Could you please explain how to interpret bayesian graphs?

And why dont they turn zero after a specific period? (like attached results)

Bayesian_IRF.pdf (12.2 KB)

From a soon to be published internal documentation:

Orthogonalized shock to shock_x:

Bayesian IRF plot generated by the bayesian_irf-option of the estimation-command.

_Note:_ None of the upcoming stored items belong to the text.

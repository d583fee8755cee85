//! Compare command implementation

use crate::error::CliError;
use crate::input::read_sentences;
use crate::output::{self, OutputFormat};
use anyhow::{Context, Result};
use clap::Args;
use kanwu_core::{align, collect_word_errors, AlignmentOptions, AlignmentStats, ExtractMode};
use std::fs;
use std::path::PathBuf;

/// Arguments for the compare command
#[derive(Debug, Args)]
pub struct CompareArgs {
    /// Original document (one sentence per line)
    #[arg(short = 'a', long, value_name = "FILE")]
    pub original: PathBuf,

    /// Revised document (one sentence per line)
    #[arg(short = 'b', long, value_name = "FILE")]
    pub revised: PathBuf,

    /// Output file (default: stdout)
    #[arg(short, long, value_name = "FILE")]
    pub output: Option<PathBuf>,

    /// Output format
    #[arg(short, long, value_enum, default_value = "text")]
    pub format: OutputFormat,

    /// Forward search radius in sentence indices
    #[arg(long, default_value_t = 5)]
    pub window_size: usize,

    /// Minimum similarity in [0,1] to accept a sentence match
    #[arg(long, default_value_t = 0.6)]
    pub similarity_threshold: f64,

    /// N-gram length for the similarity scorer
    #[arg(long, default_value_t = 2)]
    pub ngram_size: usize,

    /// Index bias added to the search window
    #[arg(long, default_value_t = 0)]
    pub offset: usize,

    /// How many times the search window may grow
    #[arg(long, default_value_t = 3)]
    pub max_window_expansion: usize,

    /// Consecutive failed expansions before giving up
    #[arg(long, default_value_t = 3)]
    pub consecutive_fail_threshold: usize,

    /// Keep inner whitespace when scoring
    #[arg(long)]
    pub keep_whitespace: bool,

    /// Minimum clause-pair similarity (strictly exceeded)
    #[arg(long, default_value_t = 0.4)]
    pub clause_similarity_threshold: f64,

    /// Suppress progress output
    #[arg(short, long)]
    pub quiet: bool,

    /// Increase verbosity
    #[arg(short, long, action = clap::ArgAction::Count)]
    pub verbose: u8,
}

impl CompareArgs {
    /// Execute the compare command
    pub fn execute(&self) -> Result<()> {
        self.init_logging();

        log::info!(
            "Comparing {} against {}",
            self.original.display(),
            self.revised.display()
        );

        let options = self.alignment_options()?;
        log::debug!("Options: {options:?}");

        let original = read_sentences(&self.original)?;
        let revised = read_sentences(&self.revised)?;
        log::info!(
            "Read {} original and {} revised sentences",
            original.len(),
            revised.len()
        );

        let items = align(&original, &revised, &options)
            .map_err(|e| CliError::AlignmentError(e.to_string()))?;
        let stats = AlignmentStats::from_items(&items);
        let errors = collect_word_errors(&items, &options, None, ExtractMode::Default)
            .map_err(|e| CliError::AlignmentError(e.to_string()))?;
        log::info!(
            "{} alignment items, {} word errors",
            stats.total,
            errors.len()
        );

        let rendered = match self.format {
            OutputFormat::Text => output::text::render(&items, &stats, &errors),
            OutputFormat::Json => output::json::render(&items, &stats, &errors)?,
            OutputFormat::Csv => output::csv::render(&errors),
        };
        self.write_output(&rendered)
    }

    fn alignment_options(&self) -> Result<AlignmentOptions> {
        AlignmentOptions::builder()
            .window_size(self.window_size)
            .similarity_threshold(self.similarity_threshold)
            .ngram_size(self.ngram_size)
            .offset(self.offset)
            .max_window_expansion(self.max_window_expansion)
            .consecutive_fail_threshold(self.consecutive_fail_threshold)
            .remove_inner_whitespace(!self.keep_whitespace)
            .clause_similarity_threshold(self.clause_similarity_threshold)
            .build()
            .map_err(|e| {
                CliError::ConfigError(match e {
                    kanwu_core::AlignError::Config(msg) => msg,
                    other => other.to_string(),
                })
                .into()
            })
    }

    fn write_output(&self, rendered: &str) -> Result<()> {
        match &self.output {
            Some(path) => fs::write(path, rendered)
                .with_context(|| format!("Failed to write output: {}", path.display())),
            None => {
                print!("{rendered}");
                Ok(())
            }
        }
    }

    fn init_logging(&self) {
        let log_level = match self.verbose {
            0 => "warn",
            1 => "info",
            2 => "debug",
            _ => "trace",
        };
        if !self.quiet {
            let _ = env_logger::Builder::from_env(
                env_logger::Env::default().default_filter_or(log_level),
            )
            .try_init();
        }
    }
}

It is stored in the Output-subfolder. Generally, these IRFs are similar to the ones displayed with stoch_simul and use the same orthogonalization scheme. The main difference is that the stoch_simul-IRFs are computed at the calibrated parameter combination, while the Bayesian IRFs are the mean impulse responses (not to be confused with the IRFs at the mean). The gray shaded areas provide highest posterior density intervals (Highest Posterior Density Interval (HPDI)). If you want to compute classical IRFs after estimation, use stoch_simul after estimation as the latter will set the parameters to the posterior mode/mean, depending on whether you use maximum likelihood or Bayesian estimation. More information can be found in Adjemian, Bastani, Juillard, Karamé, Mihoubi, Perendia, Pfeifer, Ratto, and Villemot (2011)

Note that in your case the IFRs will go back to 0 if you increase the time horizon.

Update: The documentation is now available as Pfeifer (2014): An Introduction to Graphs in Dynare at sites.google.com/site/pfeiferecon/dynare

Thanks man! This is a really helpful documentation!!

do these graph show the explosivness?

If so, what should I do?

dsge_mada_debt1_Bayesian_IRF_etaa_1.fig (163.7 KB)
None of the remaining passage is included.